Philippe-Aubert Côté

Philippe-Aubert Côté et l’art de la création rigoureuse

Philippe-Aubert Côté, salut. En parcourant votre biographie, on comprend que vous avez développé un fort talent d’auto-analyse qui vous a permis de peaufiner vos récits. Comment en êtes-vous arrivé à acquérir cette compétence?

Salut! Mon parcours doctoral en bioéthique y est sûrement pour quelque chose, puisqu’on y apprend à structurer une démarche de recherche, à évaluer celle-ci et à la remanier. L’écriture est un art, mais je le vois aussi comme une sorte d’ingénierie : l’auteur doit trouver comment raconter telle ou telle histoire, tout comme l’ingénieur doit imaginer un procédé pour accomplir une tâche précise. Dans le cas de l’auteur, ça peut être : « Quel type de narrateur employer? Comment structurer le récit? » Chaque histoire est un projet unique qui va mobiliser son lot de techniques et d’approches. Tout comme le chercheur doit être capable de réfléchir à ce qui a marché (ou pas) dans ses recherches précédentes pour mieux accomplir son projet suivant, l’auteur doit être capable de réfléchir à son écriture, à son parcours, à ce qui a fonctionné ou pas. Par exemple, j’ai expérimenté pour le Sculpteur de vœux une approche dite « buissonnante » que je n’emploierai plus jamais, puisqu’elle favorise l’éparpillement et complique la réécriture. Pour mon prochain roman, j’emploie une autre approche, que je surnomme « Flocon de Koch » (aucun lien avec la méthode « snowflake » qui a été à la mode à une époque). La capacité d’analyse que j’ai acquise à l’université au doctorat m’a beaucoup aidé à examiner mon processus.

Donc, vous avez une approche assez scientifique en matière d’écriture. J’imagine que vous travaillez souvent — sinon toujours — avec un plan détaillé?

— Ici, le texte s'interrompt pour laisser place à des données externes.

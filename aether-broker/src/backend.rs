//! Category backend adapters.
//!
//! Narrow per-category async traits, mirroring the teacher's narrow
//! per-entity `AsyncStorageTrait` methods but split one trait per category
//! instead of one trait with every entity's CRUD surface, since each
//! category here is backed by an independent system in a real deployment
//! (doctrine KB, threat database, spectrum planner, ...).

use aether_core::{AgentId, BrokerError, ElementId, ElementPrefix, InformationCategory};
use async_trait::async_trait;
use serde_json::{Map, Value};

/// Free-text query params passed through to a backend. Kept deliberately
/// unstructured since each category's backend interprets it differently;
/// the broker never inspects the contents itself.
#[derive(Debug, Clone, Default)]
pub struct QueryParams {
    pub query: String,
    pub limit: Option<usize>,
}

impl QueryParams {
    pub fn new(query: impl Into<String>) -> Self {
        Self {
            query: query.into(),
            limit: None,
        }
    }
}

/// One record returned by a backend, already stamped with a globally
/// unique typed-prefix element ID (§3: "Elements are the citation unit").
/// `fields` is category-shaped JSON; the sanitizer strips keys by name, so
/// backends are free to vary their schema per category.
#[derive(Debug, Clone, PartialEq)]
pub struct InformationRecord {
    pub element_id: ElementId,
    pub fields: Map<String, Value>,
}

impl InformationRecord {
    pub fn new(element_id: ElementId) -> Self {
        Self {
            element_id,
            fields: Map::new(),
        }
    }

    pub fn with_field(mut self, key: impl Into<String>, value: impl Into<Value>) -> Self {
        self.fields.insert(key.into(), value.into());
        self
    }
}

/// A single category's backend. Real deployments implement this against
/// whatever system of record backs that category; this crate ships only
/// [`InMemoryBackend`] for tests and local development.
#[async_trait]
pub trait BackendAdapter: Send + Sync {
    fn category(&self) -> InformationCategory;

    async fn query(&self, requester: AgentId, params: &QueryParams) -> Result<Vec<InformationRecord>, BrokerError>;
}

/// In-memory backend seeded with a fixed record set, used for tests and by
/// [`aether_test_utils`](../aether_test_utils) fixtures. `query` does a
/// case-insensitive substring match against field values when `query` is
/// non-empty, otherwise returns every record.
pub struct InMemoryBackend {
    category: InformationCategory,
    records: Vec<InformationRecord>,
}

impl InMemoryBackend {
    pub fn new(category: InformationCategory, records: Vec<InformationRecord>) -> Self {
        Self { category, records }
    }

    pub fn seed(category: InformationCategory, prefix: ElementPrefix, count: usize) -> Self {
        let records = (0..count)
            .map(|i| {
                InformationRecord::new(ElementId::new(prefix))
                    .with_field("summary", format!("{category} record {i}"))
            })
            .collect();
        Self::new(category, records)
    }
}

#[async_trait]
impl BackendAdapter for InMemoryBackend {
    fn category(&self) -> InformationCategory {
        self.category
    }

    async fn query(&self, _requester: AgentId, params: &QueryParams) -> Result<Vec<InformationRecord>, BrokerError> {
        let matches: Vec<InformationRecord> = self
            .records
            .iter()
            .filter(|r| {
                params.query.is_empty()
                    || r.fields.values().any(|v| {
                        v.as_str()
                            .map(|s| s.to_ascii_lowercase().contains(&params.query.to_ascii_lowercase()))
                            .unwrap_or(false)
                    })
            })
            .cloned()
            .collect();

        let limited = match params.limit {
            Some(n) => matches.into_iter().take(n).collect(),
            None => matches,
        };
        Ok(limited)
    }
}
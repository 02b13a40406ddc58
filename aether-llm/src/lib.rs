//! LLM Adapter and structured-output dispatch (§4.7).
//!
//! A [`ProviderRegistry`] holds providers in declared-priority order
//! (primary, secondary, tertiary, ...). `dispatch` walks the list,
//! retrying each provider up to its configured limit with exponential
//! backoff before falling through to the next. A circuit breaker per
//! provider short-circuits dispatch to providers that are currently
//! failing, independent of the retry loop.
//!
//! Structured-output validation is a hard error: a response that fails to
//! deserialize into the caller's schema is reported to the caller as-is,
//! never silently repaired or retried against the same provider.

mod provider;

pub use provider::{HttpLlmProvider, MockLlmProvider};

use aether_core::{CircuitBreakerConfig, ElementId, LlmError, RetryConfig};
use async_trait::async_trait;
use once_cell::sync::Lazy;
use regex::Regex;
use serde::de::DeserializeOwned;
use std::collections::HashMap;
use std::sync::atomic::{AtomicU32, AtomicU8, Ordering};
use std::sync::{Arc, RwLock};
use std::time::{Duration, Instant};
use tokio::sync::RwLock as TokioRwLock;

// ============================================================================
// REQUEST / RESPONSE TYPES
// ============================================================================

/// A `(system_prompt, user_prompt)` pair to dispatch to a provider (§4.7).
/// The schema itself is carried as a type parameter on [`ProviderRegistry::dispatch`]
/// rather than as data here, so validation happens through ordinary
/// deserialization instead of a second schema-description format.
#[derive(Debug, Clone)]
pub struct CompletionRequest {
    pub system_prompt: String,
    pub user_prompt: String,
    pub deadline: Option<Duration>,
}

/// Token accounting returned alongside every completion.
#[derive(Debug, Clone, Copy, PartialEq, Eq, Default)]
pub struct TokenUsage {
    pub prompt: u32,
    pub completion: u32,
}

impl TokenUsage {
    pub fn total(&self) -> u32 {
        self.prompt + self.completion
    }
}

/// Why the provider stopped generating.
#[derive(Debug, Clone, PartialEq, Eq)]
pub enum FinishReason {
    Stop,
    Length,
    ContentFilter,
    Other(String),
}

/// The unparsed text a provider returned, before schema validation.
#[derive(Debug, Clone)]
pub struct RawCompletion {
    pub content: String,
    pub tokens: TokenUsage,
    pub model: String,
    pub finish_reason: FinishReason,
}

/// A schema-validated, citation-extracted completion (§4.7).
#[derive(Debug, Clone)]
pub struct StructuredResponse<T> {
    pub content: T,
    pub tokens: TokenUsage,
    pub provider: String,
    pub model: String,
    pub finish_reason: FinishReason,
    /// Element IDs found in `content`'s free text by prefix grammar, even
    /// when `T` carries no explicit citations field.
    pub referenced: Vec<ElementId>,
}

/// A single provider backend. `complete` returns the raw text; schema
/// parsing happens one layer up in [`ProviderRegistry::dispatch`] so every
/// provider is validated identically regardless of implementation.
#[async_trait]
pub trait LlmProvider: Send + Sync {
    fn provider_id(&self) -> &str;

    async fn complete(&self, request: &CompletionRequest) -> Result<RawCompletion, LlmError>;
}

// ============================================================================
// CITATION EXTRACTION
// ============================================================================

static CITATION_PATTERN: Lazy<Regex> = Lazy::new(|| {
    Regex::new(r"\b(DOC|THR|MSN|HIST|COLL)-[A-Za-z0-9]+\b").expect("citation regex is valid")
});

/// Extract element-ID tokens from free text by prefix grammar (§4.7).
/// Unknown prefixes never match; malformed IDs (wrong arity of `-`) are
/// simply not captured rather than erroring, since this runs over
/// untrusted model output.
pub fn extract_citations(text: &str) -> Vec<ElementId> {
    CITATION_PATTERN
        .find_iter(text)
        .map(|m| ElementId::from(m.as_str()))
        .collect()
}

// ============================================================================
// CIRCUIT BREAKER (per provider, §4.7 fallback)
// ============================================================================

#[derive(Debug, Clone, Copy, PartialEq, Eq)]
enum CircuitState {
    Closed = 0,
    Open = 1,
    HalfOpen = 2,
}

impl From<u8> for CircuitState {
    fn from(v: u8) -> Self {
        match v {
            0 => CircuitState::Closed,
            1 => CircuitState::Open,
            _ => CircuitState::HalfOpen,
        }
    }
}

/// Tracks a single provider's recent health so a provider stuck failing
/// isn't retried on every dispatch; reused verbatim from the shape the
/// external policy evaluator uses (§4.2), parameterized on the same
/// [`CircuitBreakerConfig`].
struct CircuitBreaker {
    state: AtomicU8,
    failure_count: AtomicU32,
    last_failure: RwLock<Option<Instant>>,
    config: CircuitBreakerConfig,
}

impl CircuitBreaker {
    fn new(config: CircuitBreakerConfig) -> Self {
        Self {
            state: AtomicU8::new(CircuitState::Closed as u8),
            failure_count: AtomicU32::new(0),
            last_failure: RwLock::new(None),
            config,
        }
    }

    fn is_allowed(&self) -> bool {
        match CircuitState::from(self.state.load(Ordering::SeqCst)) {
            CircuitState::Closed | CircuitState::HalfOpen => true,
            CircuitState::Open => {
                let reopen = self
                    .last_failure
                    .read()
                    .ok()
                    .and_then(|g| *g)
                    .map(|last| last.elapsed() > self.config.open_duration)
                    .unwrap_or(false);
                if reopen {
                    self.state.store(CircuitState::HalfOpen as u8, Ordering::SeqCst);
                }
                reopen
            }
        }
    }

    fn record_success(&self) {
        self.failure_count.store(0, Ordering::SeqCst);
        self.state.store(CircuitState::Closed as u8, Ordering::SeqCst);
    }

    fn record_failure(&self) {
        if let Ok(mut guard) = self.last_failure.write() {
            *guard = Some(Instant::now());
        }
        let count = self.failure_count.fetch_add(1, Ordering::SeqCst) + 1;
        if count >= self.config.failure_threshold {
            self.state.store(CircuitState::Open as u8, Ordering::SeqCst);
        }
    }
}

// ============================================================================
// PROVIDER REGISTRY
// ============================================================================

/// Providers in declared-priority order with per-provider retry/backoff and
/// circuit breaking (§4.7: "Primary → secondary → tertiary on transport
/// failure or rate-limit; retries up to R per provider with exponential
/// backoff").
pub struct ProviderRegistry {
    providers: TokioRwLock<Vec<Arc<dyn LlmProvider>>>,
    breakers: TokioRwLock<HashMap<String, Arc<CircuitBreaker>>>,
    retry: RetryConfig,
    breaker_config: CircuitBreakerConfig,
}

impl ProviderRegistry {
    pub fn new(retry: RetryConfig, breaker_config: CircuitBreakerConfig) -> Self {
        Self {
            providers: TokioRwLock::new(Vec::new()),
            breakers: TokioRwLock::new(HashMap::new()),
            retry,
            breaker_config,
        }
    }

    /// Register a provider. Priority is registration order: the first
    /// registered provider is primary.
    pub async fn register(&self, provider: Arc<dyn LlmProvider>) {
        let id = provider.provider_id().to_string();
        self.breakers
            .write()
            .await
            .insert(id, Arc::new(CircuitBreaker::new(self.breaker_config)));
        self.providers.write().await.push(provider);
    }

    pub async fn provider_count(&self) -> usize {
        self.providers.read().await.len()
    }

    /// Dispatch `request`, parsing the winning provider's response into
    /// `T`. A schema-validation failure is returned immediately as
    /// [`LlmError::SchemaViolation`] without trying the next provider —
    /// the content is malformed, not the transport.
    pub async fn dispatch<T: DeserializeOwned>(
        &self,
        request: CompletionRequest,
    ) -> Result<StructuredResponse<T>, LlmError> {
        let providers = self.providers.read().await.clone();
        if providers.is_empty() {
            return Err(LlmError::NoProviderConfigured);
        }
        let breakers = self.breakers.read().await;

        let mut attempts = 0u32;
        for provider in providers.iter() {
            let provider_id = provider.provider_id().to_string();
            let breaker = breakers.get(&provider_id).cloned();
            if let Some(ref b) = breaker {
                if !b.is_allowed() {
                    tracing::debug!(provider = %provider_id, "circuit open, skipping provider");
                    continue;
                }
            }

            let mut backoff = self.retry.initial_backoff;
            for retry_attempt in 0..=self.retry.max_retries {
                attempts += 1;
                match provider.complete(&request).await {
                    Ok(raw) => {
                        if let Some(b) = &breaker {
                            b.record_success();
                        }
                        return Self::validate(raw, provider_id);
                    }
                    Err(err) if is_retryable(&err) && retry_attempt < self.retry.max_retries => {
                        if let Some(b) = &breaker {
                            b.record_failure();
                        }
                        tracing::warn!(provider = %provider_id, attempt = retry_attempt, %err, "llm request failed, retrying");
                        tokio::time::sleep(backoff).await;
                        backoff = Duration::from_secs_f32(
                            (backoff.as_secs_f32() * self.retry.backoff_multiplier)
                                .min(self.retry.max_backoff.as_secs_f32()),
                        );
                    }
                    Err(err) => {
                        if let Some(b) = &breaker {
                            b.record_failure();
                        }
                        tracing::warn!(provider = %provider_id, %err, "llm provider exhausted, falling through");
                        break;
                    }
                }
            }
        }

        Err(LlmError::AllProvidersExhausted { attempts })
    }

    fn validate<T: DeserializeOwned>(
        raw: RawCompletion,
        provider_id: String,
    ) -> Result<StructuredResponse<T>, LlmError> {
        let referenced = extract_citations(&raw.content);
        let content: T = serde_json::from_str(&raw.content).map_err(|e| LlmError::SchemaViolation {
            provider: provider_id.clone(),
            reason: e.to_string(),
        })?;

        Ok(StructuredResponse {
            content,
            tokens: raw.tokens,
            provider: provider_id,
            model: raw.model,
            finish_reason: raw.finish_reason,
            referenced,
        })
    }
}

fn is_retryable(err: &LlmError) -> bool {
    matches!(
        err,
        LlmError::RequestFailed { .. } | LlmError::RateLimited { .. } | LlmError::DeadlineExceeded { .. }
    )
}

Une approche rigoureuse, je dirais. Pour ce qui est du plan, je fonctionne généralement avec des canevas « semi-ouverts ». Je commence par cerner l’histoire à ses différents niveaux (macro et méso) en respectant l’ordre chronologique et en m’assurant que tout est cohérent. Ensuite, je fais un plan narratif indiquant dans quel ordre je vais raconter l’histoire et à quels moments telle ou telle information est présentée au lectorat. À cette étape, je porte attention à la création de suspense, aux différents hameçons que je peux employer pour accrocher le lecteur ou la lectrice et les tirer jusqu’à la fin de l’histoire – comme le disent les Américains, il faut toujours se demander : « What will happen next? » Le plan narratif n’aborde pas toutefois le détail micro de chaque scène, je n’y précise ni les dialogues ni les gestes posés par les personnages, etc. Ces aspects sont cernés au fur et à mesure de la rédaction, sur des feuillets à part pour une nouvelle, dans un cahier spiralé quand je travaille sur un roman. En général, je cerne la scène à rédiger la veille au soir, et je l’écris le lendemain matin. Avec cette approche, je rencontre rarement le syndrome de la page blanche! (Quand cela arrive, c’est parce qu’il y a une erreur dans mon plan.)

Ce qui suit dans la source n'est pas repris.